This is a guest post by Dmitriy Akulov of jsDelivr.
Recently I wrote about jsDelivr and what makes it unique where I described in detail about the features that we offer and how our system works. Since then we improved a lot of stuff and released even more features. But the biggest one is was the open source of our load balancing algorithm.
As you know from the previous blog post we are using Cedexis to do our load balancing. In short we collect millions of RUM (Real User Metrics) data points from all over the world. When a user visits a website partner of Cedexis or ours a JavaScript is executed in the background that does performance checks to our core CDNs, MaxCDN and CloudFlare, and sends this data back to Cedexis. We can then use it to do load balancing based on real time performance information from real life users and ISPs. This is important as it allows us to mitigate outages that CDNs can experience in very localized areas such as a single country or even a single ISP and not worldwide.
Open-sourcing the load balancing code
Now our load balancing code is open to everybody to review, test and even send their own Pull Requests with improvements and modifications.
Until recently the code was actually written in PHP, but due to performance issues and other problems that arrised from that it was decided to switch to JavaScript. Now the DNS application is completely written in js and I will try to explain how exactly it works.
This is an application that runs on a DNS level and integrates with Cedexis’ API. Every DNS request made to cdn.jsdelivr.net is processed by the following code and then based on all the variables it returns a CNAME that the client can use to get the requested asset.
Declaring providers
The first step is to declare our providers:
providers: {
'cloudflare': 'cdn.jsdelivr.net.cdn.cloudflare.net',
'maxcdn': 'jsdelivr3.dak.netdna-cdn.com',
...
},
This array contains all the aliases of our providers and the hostnames that we can return if the provider is then chosen. We actually use a couple of custom servers to improve the performance in locations that the CDNs lack but we are currently in the process of removing all of them in favor of more enterprise CDNs that wish to sponsor us.

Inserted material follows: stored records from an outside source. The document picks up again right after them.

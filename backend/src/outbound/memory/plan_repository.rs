//! In-memory plan catalogue.

use std::collections::BTreeMap;

use async_trait::async_trait;
use tokio::sync::RwLock;

use crate::domain::ports::{PlanRepository, PlanRepositoryError};
use crate::domain::{Plan, PlanId, PlanSearch};

/// Plan catalogue keyed by id, so iteration is already ascending.
#[derive(Debug, Default)]
pub struct MemoryPlanRepository {
    plans: RwLock<BTreeMap<PlanId, Plan>>,
}

impl MemoryPlanRepository {
    /// Start from an existing catalogue.
    pub fn with_plans(plans: impl IntoIterator<Item = Plan>) -> Self {
        let plans = plans.into_iter().map(|plan| (plan.id(), plan)).collect();
        Self {
            plans: RwLock::new(plans),
        }
    }
}

#[async_trait]
impl PlanRepository for MemoryPlanRepository {
    async fn find_by_id(&self, id: PlanId) -> Result<Option<Plan>, PlanRepositoryError> {
        Ok(self.plans.read().await.get(&id).cloned())
    }

    async fn search(&self, search: &PlanSearch) -> Result<Vec<Plan>, PlanRepositoryError> {
        let plans = self.plans.read().await;
        Ok(plans
            .values()
            .filter(|plan| search.matches(plan))
            .cloned()
            .collect())
    }

    async fn count(&self) -> Result<i64, PlanRepositoryError> {
        let len = self.plans.read().await.len();
        i64::try_from(len).map_err(|err| PlanRepositoryError::query(err.to_string()))
    }

    async fn insert_all(&self, plans: &[Plan]) -> Result<(), PlanRepositoryError> {
        let mut guard = self.plans.write().await;
        if let Some(existing) = plans.iter().find(|plan| guard.contains_key(&plan.id())) {
            return Err(PlanRepositoryError::query(format!(
                "plan {} already exists",
                existing.id()
            )));
        }
        guard.extend(plans.iter().map(|plan| (plan.id(), plan.clone())));
        Ok(())
    }
}
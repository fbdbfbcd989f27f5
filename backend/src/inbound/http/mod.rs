//! HTTP inbound adapter exposing the booking REST endpoints.

pub mod error;
pub mod health;
pub mod plans;
pub mod reservations;
pub mod state;
#[cfg(test)]
pub mod test_utils;
pub mod users;

use actix_web::web;
use serde::{Deserialize, Deserializer};

pub use error::ApiResult;

/// JSON extractor settings shared by every route.
///
/// Bodies are decoded whatever their `Content-Type`, and unreadable bodies
/// answer 400 in the standard error envelope.
pub fn json_config() -> web::JsonConfig {
    web::JsonConfig::default()
        .content_type_required(false)
        .content_type(|_| true)
        .error_handler(error::json_error_handler)
}

/// Decode a JSON `null` as the field's zero value.
pub(crate) fn null_as_default<'de, D, T>(deserializer: D) -> Result<T, D::Error>
where
    D: Deserializer<'de>,
    T: Default + Deserialize<'de>,
{
    Option::<T>::deserialize(deserializer).map(Option::unwrap_or_default)
}

/// Register the booking routes and the JSON extractor configuration.
///
/// # Examples
/// ```
/// use actix_web::App;
/// use booking::inbound::http::configure;
///
/// let _app = App::new().configure(configure);
/// ```
pub fn configure(cfg: &mut web::ServiceConfig) {
    cfg.app_data(json_config())
        .service(reservations::create_reservation)
        .service(reservations::list_reservations)
        .service(reservations::get_reservation)
        .service(plans::search_plans)
        .service(users::register)
        .service(users::get_user);
}
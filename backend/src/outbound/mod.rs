//! Outbound adapters implementing domain ports for external infrastructure.
//!
//! - **persistence**: MySQL-backed repositories using Diesel ORM
//! - **memory**: process-local repositories for development and tests
//!
//! Adapters are thin translators between domain types and storage
//! representations. They contain no business logic.

pub mod memory;
pub mod persistence;
//! Guest accounts.

use std::fmt;

use chrono::{DateTime, NaiveDate, Utc};
use serde::{Deserialize, Serialize};
use uuid::Uuid;

/// Longest name, email or address accepted at registration, in characters.
pub const USER_TEXT_MAX: usize = 255;
/// Longest phone number accepted at registration, in characters.
pub const PHONE_NUMBER_MAX: usize = 50;
/// Length of a canonical hyphenated UUID.
const CANONICAL_ID_LEN: usize = 36;

/// Validation errors raised by user constructors.
#[derive(Debug, Clone, PartialEq, Eq, thiserror::Error)]
pub enum UserValidationError {
    #[error("user id must not be empty")]
    EmptyId,
    #[error("user id must be a canonical hyphenated UUID")]
    InvalidId,
    #[error("name must not be empty")]
    EmptyName,
    #[error("email must not be empty")]
    EmptyEmail,
    #[error("{field} must be at most {max} characters")]
    TooLong { field: &'static str, max: usize },
}

/// Stable user identifier: a UUID in its 36-character hyphenated form.
///
/// The textual form is normalised to lowercase so lookups are independent of
/// the caller's casing.
#[derive(Debug, Clone, PartialEq, Eq, Hash, Serialize, Deserialize)]
#[serde(try_from = "String", into = "String")]
pub struct UserId(String);

impl UserId {
    /// Validate and construct a [`UserId`].
    ///
    /// # Examples
    /// ```
    /// use booking::domain::UserId;
    ///
    /// let id = UserId::new("6F1C3E4A-2B7D-4C1E-9A0B-1D2E3F4A5B6C").expect("valid id");
    /// assert_eq!(id.as_ref(), "6f1c3e4a-2b7d-4c1e-9a0b-1d2e3f4a5b6c");
    /// assert!(UserId::new("6f1c3e4a2b7d4c1e9a0b1d2e3f4a5b6c").is_err());
    /// ```
    pub fn new(id: impl AsRef<str>) -> Result<Self, UserValidationError> {
        let id = id.as_ref();
        if id.is_empty() {
            return Err(UserValidationError::EmptyId);
        }
        // Uuid::parse_str also accepts simple, braced and urn forms.
        if id.len() != CANONICAL_ID_LEN {
            return Err(UserValidationError::InvalidId);
        }
        let parsed = Uuid::parse_str(id).map_err(|_| UserValidationError::InvalidId)?;
        Ok(Self::from_uuid(parsed))
    }

    /// Generate a new random [`UserId`].
    pub fn random() -> Self {
        Self::from_uuid(Uuid::new_v4())
    }

    fn from_uuid(uuid: Uuid) -> Self {
        Self(uuid.hyphenated().to_string())
    }
}

impl AsRef<str> for UserId {
    fn as_ref(&self) -> &str {
        self.0.as_str()
    }
}

impl fmt::Display for UserId {
    fn fmt(&self, f: &mut fmt::Formatter<'_>) -> fmt::Result {
        f.write_str(self.as_ref())
    }
}

impl From<UserId> for String {
    fn from(value: UserId) -> Self {
        value.0
    }
}

impl TryFrom<String> for UserId {
    type Error = UserValidationError;

    fn try_from(value: String) -> Result<Self, Self::Error> {
        Self::new(value)
    }
}

/// Account status label. New accounts are `"active"`; the value is never
/// consulted by the booking flows.
#[derive(Debug, Clone, PartialEq, Eq, Serialize, Deserialize)]
#[serde(transparent)]
pub struct UserStatus(String);

impl UserStatus {
    pub const ACTIVE: &'static str = "active";

    pub fn active() -> Self {
        Self(Self::ACTIVE.to_owned())
    }

    /// Wrap a stored status label verbatim.
    pub fn from_stored(label: impl Into<String>) -> Self {
        Self(label.into())
    }

    pub fn as_str(&self) -> &str {
        self.0.as_str()
    }
}

/// Trimmed, length-checked contact details supplied at registration.
///
/// # Examples
/// ```
/// use booking::domain::ContactDetails;
///
/// let details = ContactDetails::new(" Ada ", " ada@example.com ", "", "").expect("valid");
/// assert_eq!(details.email(), "ada@example.com");
/// ```
#[derive(Debug, Clone, PartialEq, Eq)]
pub struct ContactDetails {
    name: String,
    email: String,
    phone_number: String,
    address: String,
}

impl ContactDetails {
    pub fn new(
        name: &str,
        email: &str,
        phone_number: &str,
        address: &str,
    ) -> Result<Self, UserValidationError> {
        let name = name.trim();
        let email = email.trim();
        if name.is_empty() {
            return Err(UserValidationError::EmptyName);
        }
        if email.is_empty() {
            return Err(UserValidationError::EmptyEmail);
        }

        let phone_number = phone_number.trim();
        let address = address.trim();
        for (field, value, max) in [
            ("name", name, USER_TEXT_MAX),
            ("email", email, USER_TEXT_MAX),
            ("phone_number", phone_number, PHONE_NUMBER_MAX),
            ("address", address, USER_TEXT_MAX),
        ] {
            if value.chars().count() > max {
                return Err(UserValidationError::TooLong { field, max });
            }
        }

        Ok(Self {
            name: name.to_owned(),
            email: email.to_owned(),
            phone_number: phone_number.to_owned(),
            address: address.to_owned(),
        })
    }

    pub fn name(&self) -> &str {
        self.name.as_str()
    }

    pub fn email(&self) -> &str {
        self.email.as_str()
    }

    pub fn phone_number(&self) -> &str {
        self.phone_number.as_str()
    }

    pub fn address(&self) -> &str {
        self.address.as_str()
    }
}

/// A user that has not been persisted yet.
///
/// Repositories assign a random [`UserId`] when `id` is `None`.
#[derive(Debug, Clone, PartialEq, Eq)]
pub struct NewUser {
    pub id: Option<UserId>,
    pub contact: ContactDetails,
    pub date_of_birth: Option<NaiveDate>,
    pub registered_at: DateTime<Utc>,
    pub status: UserStatus,
}

/// A registered guest.
#[derive(Debug, Clone, PartialEq, Eq)]
pub struct User {
    id: UserId,
    contact: ContactDetails,
    date_of_birth: Option<NaiveDate>,
    registered_at: DateTime<Utc>,
    status: UserStatus,
}

impl User {
    /// Attach the persisted identifier to a draft.
    pub fn from_new(id: UserId, draft: NewUser) -> Self {
        let NewUser {
            contact,
            date_of_birth,
            registered_at,
            status,
            ..
        } = draft;
        Self {
            id,
            contact,
            date_of_birth,
            registered_at,
            status,
        }
    }

    pub fn id(&self) -> &UserId {
        &self.id
    }

    pub fn name(&self) -> &str {
        self.contact.name()
    }

    pub fn email(&self) -> &str {
        self.contact.email()
    }

    /// Free text; empty when not supplied.
    pub fn phone_number(&self) -> &str {
        self.contact.phone_number()
    }

    /// Free text; empty when not supplied.
    pub fn address(&self) -> &str {
        self.contact.address()
    }

    pub fn date_of_birth(&self) -> Option<NaiveDate> {
        self.date_of_birth
    }

    pub fn registered_at(&self) -> DateTime<Utc> {
        self.registered_at
    }

    pub fn status(&self) -> &UserStatus {
        &self.status
    }
}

Before I explain the next array I want to skip to line 40:
defaultProviders: [ 'maxcdn', 'cloudflare' ],
Because our CDN providers get so much more RUM tests than our custom servers their data and in turn the load balancing results are much more reliable and better. This is why by default only MaxCDN and CloudFlare are considered for any user request. And its actually the main reason we want to sunset our custom servers.
Country mapping
Now that you know that comes our next array:
countryMapping: {
'CN': [ 'exvm-sg', 'cloudflare' ],
'HK': [ 'exvm-sg', 'cloudflare' ],
'ID': [ 'exvm-sg', 'cloudflare' ],
'IT': [ 'prome-it', 'maxcdn', 'cloudflare' ],
'IN': [ 'exvm-sg', 'cloudflare' ],
'KR': [ 'exvm-sg', 'cloudflare' ],
'MY': [ 'exvm-sg', 'cloudflare' ],
'SG': [ 'exvm-sg', 'cloudflare' ],
'TH': [ 'exvm-sg', 'cloudflare' ],
'JP': [ 'exvm-sg', 'cloudflare', 'maxcdn' ],
'UA': [ 'leap-ua', 'maxcdn', 'cloudflare' ],
'RU': [ 'leap-ua', 'maxcdn' ],
'VN': [ 'exvm-sg', 'cloudflare' ],
'PT': [ 'leap-pt', 'maxcdn', 'cloudflare' ],
'MA': [ 'leap-pt', 'prome-it', 'maxcdn', 'cloudflare' ]
},
This array contains country mappings that override the “defaultProviders” parameter. This is where the custom servers currently come to use. For some countries we know 100% that our custom servers can be much faster than our CDN providers so we manually specify them. Since these locations are few we only need to create handful of rules.
ASN mappings
asnMapping: {
'36114': [ 'maxcdn' ], // Las Vegas 2
'36351': [ 'maxcdn' ], // San Jose + Washington
'42473': [ 'prome-it' ], // Milan
'32489': [ 'cloudflare' ], // Canada
...
},
ASN mappings contains overrides per ASN. Currently we are using them to improve the results of Pingdom tests. The reason for this is because we rely on RUM results to do load balancing we never get any performance tests for ASNs used by hosting providers such as companies where Pingdom rents their servers. So the code is forced to failover to country level performance data to chose the best provider for Pingdom and any other synthetic test and server. This data is not always reliable because not all ISPs have the same performance with a CDN provider as the fastest CDN provider country-wide. So we tweak some ASNs to work better with jsDelivr.
More settings
lastResortProvider
sets the CDN provider we want to use in case the application fails to chose one itself. This should be very rare.defaultTtl: 20
is the TTL for our DNS record. We made some tests and decided that this was the most optimal value. In worst case scenario in case of downtime the maximum downtime jsDelivr can have is 20 seconds. Plus our DNS and our CDN are fast enough to compensate for the extra DNS latency every 20 seconds without having any impact on performance.availabilityThresholds
is a value in percentage and sets the uptime below which a provider should be considered down. This is based on RUM data. Again because of some small issues with synthetic tests we had to lower the Pingdom threshold. The Pingdom value does not impact anyone else.sonarThreshold
Sonar is a secondary uptime monitor we use to ensure the uptime of our providers. It runs every 60 seconds and checks all of our providers including their SSL certificates. If something is wrong our application will pick up the change in uptime and if it drops below this threshold it will be considered as down.- And finally
minValidRtt
is there to filter out all invalid RUM tests.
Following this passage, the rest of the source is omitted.